ASSIGNED TASK →
Check each line of the entries. Copy the ones that contain the string "both".

INFORMATION GIVEN →
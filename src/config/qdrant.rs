use std::collections::BTreeMap;

use secrecy::{ExposeSecret, SecretString};

use crate::config::helpers::env_with_prefix;
use crate::error::ConfigError;
use crate::extension::ConnectionInfo;
use crate::sidecar::{LaunchSpec, Mount, SidecarError};

/// Every variable this resolver looks at starts with this.
pub const ENV_PREFIX: &str = "LOCALSTACK_QDRANT";

pub const API_KEY_VAR: &str = "LOCALSTACK_QDRANT_API_KEY";
pub const TAG_VAR: &str = "LOCALSTACK_QDRANT_TAG";
pub const TLS_CERT_VAR: &str = "LOCALSTACK_QDRANT_TLS_CERT";
pub const TLS_KEY_VAR: &str = "LOCALSTACK_QDRANT_TLS_KEY";

/// Variables with this prefix are forwarded into the container with
/// `LOCALSTACK_` stripped, e.g. `LOCALSTACK_QDRANT__LOG_LEVEL` becomes
/// `QDRANT__LOG_LEVEL`.
pub const PASSTHROUGH_PREFIX: &str = "LOCALSTACK_QDRANT__";
const STRIPPED_PREFIX: &str = "LOCALSTACK_";

pub const IMAGE_REPOSITORY: &str = "qdrant/qdrant";
pub const DEFAULT_TAG: &str = "latest";
pub const DEFAULT_HTTP_PORT: u16 = 6333;
pub const DEFAULT_GRPC_PORT: u16 = 6334;

const TLS_CERT_MOUNT: &str = "/qdrant/tls/cert.pem";
const TLS_KEY_MOUNT: &str = "/qdrant/tls/key.pem";

/// Host paths of the TLS certificate pair.
#[derive(Debug, Clone, PartialEq, Eq)]
pub struct TlsPaths {
    pub cert: String,
    pub key: String,
}

/// Qdrant sidecar configuration.
///
/// Resolved once from an enumerated environment snapshot; the lifecycle
/// manager only ever sees the resulting [`LaunchSpec`].
#[derive(Debug, Clone)]
pub struct QdrantConfig {
    /// Forwarded as `QDRANT__SERVICE__API_KEY`.
    pub api_key: Option<SecretString>,
    /// Image tag.
    pub tag: String,
    /// Enables HTTPS when both paths are set.
    pub tls: Option<TlsPaths>,
    /// Extra container environment from `LOCALSTACK_QDRANT__*`.
    pub passthrough: BTreeMap<String, String>,
    pub http_port: u16,
    pub grpc_port: u16,
}

impl Default for QdrantConfig {
    fn default() -> Self {
        Self {
            api_key: None,
            tag: DEFAULT_TAG.to_string(),
            tls: None,
            passthrough: BTreeMap::new(),
            http_port: DEFAULT_HTTP_PORT,
            grpc_port: DEFAULT_GRPC_PORT,
        }
    }
}

impl QdrantConfig {
    /// Resolve from the process environment.
    pub fn resolve() -> Result<Self, ConfigError> {
        Ok(Self::resolve_from(env_with_prefix(ENV_PREFIX)?))
    }

    /// Resolve from an explicit set of variables.
    ///
    /// An empty API key, tag or TLS path counts as unset. Pass-through
    /// values are forwarded as given, empty or not.
    pub fn resolve_from<I, K, V>(vars: I) -> Self
    where
        I: IntoIterator<Item = (K, V)>,
        K: Into<String>,
        V: Into<String>,
    {
        let vars: BTreeMap<String, String> = vars
            .into_iter()
            .map(|(k, v)| (k.into(), v.into()))
            .collect();
        let setting = |key: &str| vars.get(key).filter(|v| !v.is_empty()).cloned();

        let defaults = Self::default();

        let tls = match (setting(TLS_CERT_VAR), setting(TLS_KEY_VAR)) {
            (Some(cert), Some(key)) => Some(TlsPaths { cert, key }),
            (None, None) => None,
            _ => {
                tracing::warn!(
                    "Only one of {} and {} is set; TLS stays disabled",
                    TLS_CERT_VAR,
                    TLS_KEY_VAR
                );
                None
            }
        };

        let passthrough = vars
            .iter()
            .filter(|(key, _)| key.starts_with(PASSTHROUGH_PREFIX))
            .map(|(key, value)| (key[STRIPPED_PREFIX.len()..].to_string(), value.clone()))
            .collect();

        Self {
            api_key: setting(API_KEY_VAR).map(SecretString::from),
            tag: setting(TAG_VAR).unwrap_or(defaults.tag),
            tls,
            passthrough,
            ..defaults
        }
    }

    /// Whether the sidecar serves HTTPS.
    pub fn use_tls(&self) -> bool {
        self.tls.is_some()
    }

    /// Full image reference.
    pub fn image(&self) -> String {
        format!("{IMAGE_REPOSITORY}:{}", self.tag)
    }

    /// HTTP and gRPC endpoints as seen from `host`.
    pub fn connection_info(&self, host: &str) -> ConnectionInfo {
        ConnectionInfo::derive(host, self.http_port, Some(self.grpc_port), self.use_tls())
    }

    /// Build the launch spec: both ports published, TCP readiness on the
    /// HTTP port.
    pub fn launch_spec(&self) -> Result<LaunchSpec, SidecarError> {
        let mut builder = LaunchSpec::builder(self.image(), vec![self.http_port, self.grpc_port]);

        if let Some(api_key) = &self.api_key {
            builder = builder.env_var("QDRANT__SERVICE__API_KEY", api_key.expose_secret());
        }

        builder = builder.envs(self.passthrough.clone());

        if let Some(tls) = &self.tls {
            builder = builder
                .mount(Mount::new(&tls.cert, TLS_CERT_MOUNT))
                .mount(Mount::new(&tls.key, TLS_KEY_MOUNT))
                .env_var("QDRANT__TLS__HTTPS__ENABLE", "true")
                .env_var("QDRANT__TLS__HTTPS__CERT", TLS_CERT_MOUNT)
                .env_var("QDRANT__TLS__HTTPS__KEY", TLS_KEY_MOUNT);
        }

        builder.build()
    }
}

REPLY →
    /// Enables HTTPS when both paths are set.
    /// Build the launch spec: both ports published, TCP readiness on the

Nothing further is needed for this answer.